Major oil companies are luring top players away from service providers like
Schlumberger by tripling their salaries. Yet although firms will spend up to USD
50 billion on talent development this year, many either fail to produce
homegrown leaders or, like Coca-Cola Co. pick the wrong internal candidate to
become CEO. So what are the secrets to hiring, training and retaining stars, ask
the authors?High-performing companies create a wealth of bench talent by turning
human resources into a strategic asset, they observe. One key talent management
tool often used is a customized HR solution like a global database combining
career records with personal staff profiles. University alliances to hire top
students and graduate training programs can also help to produce talent
internally. Other strategies include recruiting top HR staff, ensuring full
C-level commitment to talent management and amplifying managers’ strengths
rather than criticizing their weaknesses, add the authors. Successful companies
treat losing a high potential as a disaster that is fully investigated via an
exit interview, they note. Talent is a valuable weapon to companies seeking a
competitive edge and deserves far more attention in the future, conclude the
authors.
Richard Branson on Hiring – it’s priority number one !

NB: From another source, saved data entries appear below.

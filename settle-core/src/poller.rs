//! Poller - Drive a refresh function until the resource converges
//!
//! One call to [`Poller::wait`] is one polling session:
//!
//! 1. sleep `initial_delay`
//! 2. probe, classify the observed state, stop on success / failure
//! 3. stop with a timeout once the budget is spent
//! 4. sleep the next interval and go back to 2
//!
//! Both sleeps, and the probe in flight, are raced against an optional
//! cancellation token. The poller keeps no state between sessions.

use std::fmt;
use std::time::Duration;

use log::{debug, info, warn};
use tokio::time::Instant;
use tokio_util::sync::CancellationToken;

use crate::config::{ConfigError, NotFoundPolicy, PollConfig, UnknownStatePolicy};
use crate::duration::format_duration;
use crate::refresh::{Refresh, RefreshError, Snapshot};

/// Successful end of a polling session
#[derive(Debug, Clone, PartialEq)]
pub struct Outcome<T> {
    /// Last snapshot that satisfied the target condition.
    /// `None` when absence of the resource was the goal.
    pub snapshot: Option<Snapshot<T>>,
    /// Number of probes performed
    pub polls: u32,
    /// Time from the start of the session to convergence
    pub elapsed: Duration,
}

impl<T> Outcome<T> {
    pub fn state(&self) -> Option<&str> {
        self.snapshot.as_ref().map(|s| s.state.as_str())
    }

    pub fn object(&self) -> Option<&T> {
        self.snapshot.as_ref().map(|s| &s.object)
    }

    pub fn into_object(self) -> Option<T> {
        self.snapshot.map(Snapshot::into_object)
    }

    /// True when the session succeeded because the resource is gone
    pub fn is_absent(&self) -> bool {
        self.snapshot.is_none()
    }
}

/// Fieldless classification of [`PollError`]
#[derive(Debug, Clone, Copy, PartialEq, Eq)]
pub enum PollErrorKind {
    Refresh,
    Failed,
    UnexpectedState,
    NotFound,
    Timeout,
    Cancelled,
}

/// Terminal failure of a polling session
///
/// Variants carrying a state also carry the last observed object so callers
/// can report what the resource looked like when polling stopped.
#[derive(Debug)]
pub enum PollError<T> {
    /// The probe itself failed and the error was not absorbed by the
    /// session's not-found policy
    Refresh(RefreshError),

    /// An explicit failure state was observed
    Failed { state: String, object: T },

    /// Strict sessions only: a state that is neither pending nor target
    UnexpectedState {
        state: String,
        object: T,
        expected: Vec<String>,
    },

    /// The resource was absent and the not-found policy does not allow it
    NotFound { checks: u32 },

    /// The time budget ran out before a target state was reached
    Timeout {
        last_state: Option<String>,
        last_object: Option<T>,
        expected: Vec<String>,
        timeout: Duration,
    },

    /// The session's cancellation token fired
    Cancelled {
        last_state: Option<String>,
        last_object: Option<T>,
    },
}

impl<T> PollError<T> {
    pub fn kind(&self) -> PollErrorKind {
        match self {
            Self::Refresh(_) => PollErrorKind::Refresh,
            Self::Failed { .. } => PollErrorKind::Failed,
            Self::UnexpectedState { .. } => PollErrorKind::UnexpectedState,
            Self::NotFound { .. } => PollErrorKind::NotFound,
            Self::Timeout { .. } => PollErrorKind::Timeout,
            Self::Cancelled { .. } => PollErrorKind::Cancelled,
        }
    }

    /// Last state observed before the session stopped, if any
    pub fn last_state(&self) -> Option<&str> {
        match self {
            Self::Failed { state, .. } | Self::UnexpectedState { state, .. } => Some(state),
            Self::Timeout { last_state, .. } | Self::Cancelled { last_state, .. } => {
                last_state.as_deref()
            }
            Self::Refresh(_) | Self::NotFound { .. } => None,
        }
    }

    pub fn last_object(&self) -> Option<&T> {
        match self {
            Self::Failed { object, .. } | Self::UnexpectedState { object, .. } => Some(object),
            Self::Timeout { last_object, .. } | Self::Cancelled { last_object, .. } => {
                last_object.as_ref()
            }
            Self::Refresh(_) | Self::NotFound { .. } => None,
        }
    }

    /// Last object observed before the session stopped, if any
    pub fn into_last_object(self) -> Option<T> {
        match self {
            Self::Failed { object, .. } | Self::UnexpectedState { object, .. } => Some(object),
            Self::Timeout { last_object, .. } | Self::Cancelled { last_object, .. } => last_object,
            Self::Refresh(_) | Self::NotFound { .. } => None,
        }
    }
}

impl<T> fmt::Display for PollError<T> {
    fn fmt(&self, f: &mut fmt::Formatter<'_>) -> fmt::Result {
        match self {
            Self::Refresh(e) => write!(f, "refresh failed: {}", e),
            Self::Failed { state, .. } => write!(f, "resource reached failure state {:?}", state),
            Self::UnexpectedState {
                state, expected, ..
            } => write!(
                f,
                "unexpected state {:?}, wanted one of {:?}",
                state, expected
            ),
            Self::NotFound { checks } => {
                write!(f, "resource not found after {} consecutive checks", checks)
            }
            Self::Timeout {
                last_state,
                expected,
                timeout,
                ..
            } => {
                write!(
                    f,
                    "timeout after {} waiting for state to become {:?}",
                    format_duration(*timeout),
                    expected
                )?;
                match last_state {
                    Some(state) => write!(f, " (last state: {:?})", state),
                    None => write!(f, " (no state observed)"),
                }
            }
            Self::Cancelled { last_state, .. } => match last_state {
                Some(state) => write!(f, "polling cancelled (last state: {:?})", state),
                None => write!(f, "polling cancelled"),
            },
        }
    }
}

impl<T: fmt::Debug> std::error::Error for PollError<T> {
    fn source(&self) -> Option<&(dyn std::error::Error + 'static)> {
        match self {
            Self::Refresh(e) => Some(e),
            _ => None,
        }
    }
}

pub type PollResult<T> = Result<Outcome<T>, PollError<T>>;

const FAR_FUTURE: Duration = Duration::from_secs(100 * 365 * 24 * 60 * 60);

/// Bookkeeping for one session; dropped when `wait` returns
struct Session<T> {
    started: Instant,
    deadline: Instant,
    polls: u32,
    successes: u32,
    not_found_checks: u32,
    last: Option<Snapshot<T>>,
}

impl<T> Session<T> {
    fn new(timeout: Duration) -> Self {
        let started = Instant::now();
        Self {
            started,
            // Budgets beyond what Instant can represent never expire
            deadline: started
                .checked_add(timeout)
                .unwrap_or_else(|| started + FAR_FUTURE),
            polls: 0,
            successes: 0,
            not_found_checks: 0,
            last: None,
        }
    }

    fn elapsed(&self) -> Duration {
        self.started.elapsed()
    }

    fn remaining(&self) -> Duration {
        self.deadline.saturating_duration_since(Instant::now())
    }

    fn cancelled(self) -> PollError<T> {
        let (last_state, last_object) = split_last(self.last);
        PollError::Cancelled {
            last_state,
            last_object,
        }
    }
}

fn split_last<T>(last: Option<Snapshot<T>>) -> (Option<String>, Option<T>) {
    match last {
        Some(s) => (Some(s.state), Some(s.object)),
        None => (None, None),
    }
}

/// What one probe means for the session
enum Step<T> {
    Continue,
    Done(PollResult<T>),
}

/// Convergence poller bound to one validated configuration
///
/// A `Poller` can be shared between tasks; every call to [`Poller::wait`] is
/// an independent session.
#[derive(Debug, Clone)]
pub struct Poller {
    config: PollConfig,
    cancel: Option<CancellationToken>,
}

impl Poller {
    /// Validate `config` and build a poller for it
    pub fn new(config: PollConfig) -> Result<Self, ConfigError> {
        config.validate()?;
        Ok(Self {
            config,
            cancel: None,
        })
    }

    /// Stop sessions early when `token` is cancelled
    pub fn with_cancellation(mut self, token: CancellationToken) -> Self {
        self.cancel = Some(token);
        self
    }

    pub fn config(&self) -> &PollConfig {
        &self.config
    }

    /// Run one polling session against `refresh`
    pub async fn wait<R>(&self, mut refresh: R) -> PollResult<R::Object>
    where
        R: Refresh,
    {
        let config = &self.config;
        let mut session = Session::new(config.timeout);
        let mut intervals = config.intervals();
        let expected: Vec<String> = config.target.iter().cloned().collect();

        debug!(
            "Waiting for {:?} (timeout {}, delay {})",
            expected,
            format_duration(config.timeout),
            format_duration(config.initial_delay)
        );

        if !config.initial_delay.is_zero() && !self.sleep(config.initial_delay).await {
            return Err(session.cancelled());
        }

        loop {
            if self.is_cancelled() {
                return Err(session.cancelled());
            }
            let probe = match &self.cancel {
                Some(token) => tokio::select! {
                    biased;
                    _ = token.cancelled() => return Err(session.cancelled()),
                    result = refresh.refresh() => result,
                },
                None => refresh.refresh().await,
            };
            session.polls += 1;

            if let Step::Done(result) = self.observe(&mut session, probe, &expected) {
                return result;
            }

            if session.elapsed() >= config.timeout {
                info!(
                    "Timed out after {} polls waiting for {:?}",
                    session.polls, expected
                );
                let (last_state, last_object) = split_last(session.last);
                return Err(PollError::Timeout {
                    last_state,
                    last_object,
                    expected,
                    timeout: config.timeout,
                });
            }

            let interval = intervals
                .next()
                .unwrap_or(config.poll_interval)
                .min(session.remaining());
            if !self.sleep(interval).await {
                return Err(session.cancelled());
            }
        }
    }

    /// Classify one probe result
    fn observe<T>(
        &self,
        session: &mut Session<T>,
        probe: Result<Snapshot<T>, RefreshError>,
        expected: &[String],
    ) -> Step<T> {
        let config = &self.config;

        let snapshot = match probe {
            Ok(snapshot) => snapshot,
            Err(RefreshError::NotFound(message)) => {
                session.successes = 0;
                session.not_found_checks += 1;
                return self.not_found(session, message);
            }
            Err(e) => {
                debug!("Probe {} failed: {}", session.polls, e);
                return Step::Done(Err(PollError::Refresh(e)));
            }
        };
        session.not_found_checks = 0;

        let state = snapshot.state.clone();
        let changed = session.last.as_ref().map(|s| s.state.as_str()) != Some(state.as_str());
        debug!(
            "Poll {}: state {:?} after {}",
            session.polls,
            state,
            format_duration(session.elapsed())
        );
        if changed {
            info!("State is now {:?}", state);
        }

        if config.is_failure(&state) {
            return Step::Done(Err(PollError::Failed {
                state,
                object: snapshot.object,
            }));
        }

        if config.is_target(&state) {
            session.successes += 1;
            if session.successes >= config.continuous_success_count {
                info!(
                    "Reached {:?} after {} polls in {}",
                    state,
                    session.polls,
                    format_duration(session.elapsed())
                );
                return Step::Done(Ok(Outcome {
                    snapshot: Some(snapshot),
                    polls: session.polls,
                    elapsed: session.elapsed(),
                }));
            }
        } else {
            session.successes = 0;
            if !config.is_pending(&state) && config.unknown_states == UnknownStatePolicy::Error {
                return Step::Done(Err(PollError::UnexpectedState {
                    state,
                    object: snapshot.object,
                    expected: expected.to_vec(),
                }));
            }
        }

        session.last = Some(snapshot);
        Step::Continue
    }

    fn not_found<T>(&self, session: &Session<T>, message: String) -> Step<T> {
        let checks = session.not_found_checks;
        match self.config.not_found {
            NotFoundPolicy::Error => {
                Step::Done(Err(PollError::Refresh(RefreshError::NotFound(message))))
            }
            NotFoundPolicy::Succeed => {
                info!(
                    "Resource is gone after {} polls in {}",
                    session.polls,
                    format_duration(session.elapsed())
                );
                Step::Done(Ok(Outcome {
                    snapshot: None,
                    polls: session.polls,
                    elapsed: session.elapsed(),
                }))
            }
            NotFoundPolicy::Fail => Step::Done(Err(PollError::NotFound { checks })),
            NotFoundPolicy::Tolerate(limit) => {
                if checks > limit {
                    Step::Done(Err(PollError::NotFound { checks }))
                } else {
                    warn!("Resource not found ({}/{}): {}", checks, limit, message);
                    Step::Continue
                }
            }
        }
    }

    fn is_cancelled(&self) -> bool {
        self.cancel.as_ref().is_some_and(CancellationToken::is_cancelled)
    }

    /// Cancellable sleep; false when cancelled
    async fn sleep(&self, duration: Duration) -> bool {
        match &self.cancel {
            Some(token) => tokio::select! {
                biased;
                _ = token.cancelled() => false,
                _ = tokio::time::sleep(duration) => true,
            },
            None => {
                tokio::time::sleep(duration).await;
                true
            }
        }
    }
}

/// Validate `config` and run a single session
pub async fn wait<R>(config: PollConfig, refresh: R) -> Result<PollResult<R::Object>, ConfigError>
where
    R: Refresh,
{
    let poller = Poller::new(config)?;
    Ok(poller.wait(refresh).await)
}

Rob at BusinessPundit is getting to meet Richard Branson in person and is blogging about it too.
He writes:
He talked about hiring, saying that “The number one thing that matters, especially if you’re going to be manager at Virgin, is how good you are with people. If you’re – if you’re good with people and you’ve got – you know, and you really care, genuinely care about people then I’m sure we could find a job for you at Virgin. I think, you know, that the companies that look after their people are the companies that do really well. I’m sure we’d like a few other attributes, but that would be the most important one.”
Now that’s something ! It’s an endorsement of the strategic importance of people processes by someone who started business at the age of 16 and has learnt everything first-hand ! Rob also thinks Branson should be blogging.
While on a related note Tom Kelly of IDEO blogs in FC Now that “directing is 90% casting.” Kelly’s new book The Ten Faces of Innovation has a website here.